The plaintiff upon this appeal seeks to review the ruling of the court, at the trial, that the complaint was defective. He, however, took no exception to such ruling. He applied for and obtained leave to amend; one of the conditions of the order being that, in case he did not amend and pay certain costs within a certain time, the complaint should be dismissed. In regard to such a case, it was held in Weichsel v. Spear, 47 N. Y. Super. Ct. 223, affirmed 90 N. Y. 651, that the party plaintiff, upon whose request leave to amend was granted upon payment of certain costs, otherwise complaint to be dismissed as not containing facts sufficient to constitute a cause of action, would not be heard to impugn the order as being irregular or erroneous.

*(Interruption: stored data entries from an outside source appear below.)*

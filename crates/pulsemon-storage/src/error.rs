/// Errors from the persistence layer. Save failures are logged by callers
/// and never stop the collector; health probes surface them.
#[derive(Debug, thiserror::Error)]
pub enum StorageError {
    #[error("storage: SQLite error: {0}")]
    Sqlite(#[from] rusqlite::Error),

    #[error("storage: I/O error: {0}")]
    Io(#[from] std::io::Error),

    #[error("storage: JSON error: {0}")]
    Json(#[from] serde_json::Error),

    /// A restored row's payload columns do not match its declared type.
    #[error("storage: row '{id}' does not match its declared type")]
    CorruptRow { id: String },
}

pub type Result<T> = std::result::Result<T, StorageError>;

There is nothing to show that the amount of costs imposed as condition to the amendment was unreasonable; and, upon failure to amend, the dismissal of the complaint would follow. The plaintiff had the benefit of the leave given. Whether further discussion upon the adjourned day should be allowed upon the sufficiency of the complaint was entirely a matter of discretion with the trial court, and the exception to the refusal of the court to grant the request of the plaintiff on that subject is not here available. The order of May 16, 1889, was in effect the final decision of the court, upon xvhich the judgment is based. Ho exception to it was filed. It seems to me that the plaintiff is not in a position to have reviewed the ruling upon the sufficiency of the complaint. The action of the court thereon transpired at the trial. The plaintiff having asked and obtained leave to amend, and having had, to a certain extent, the benefit of the order, and not having excepted to the ruling, the only relief he was entitled to was to amend, and proceed with the action. It follows, the judgment and orders must be affirmed, with costs. All concur.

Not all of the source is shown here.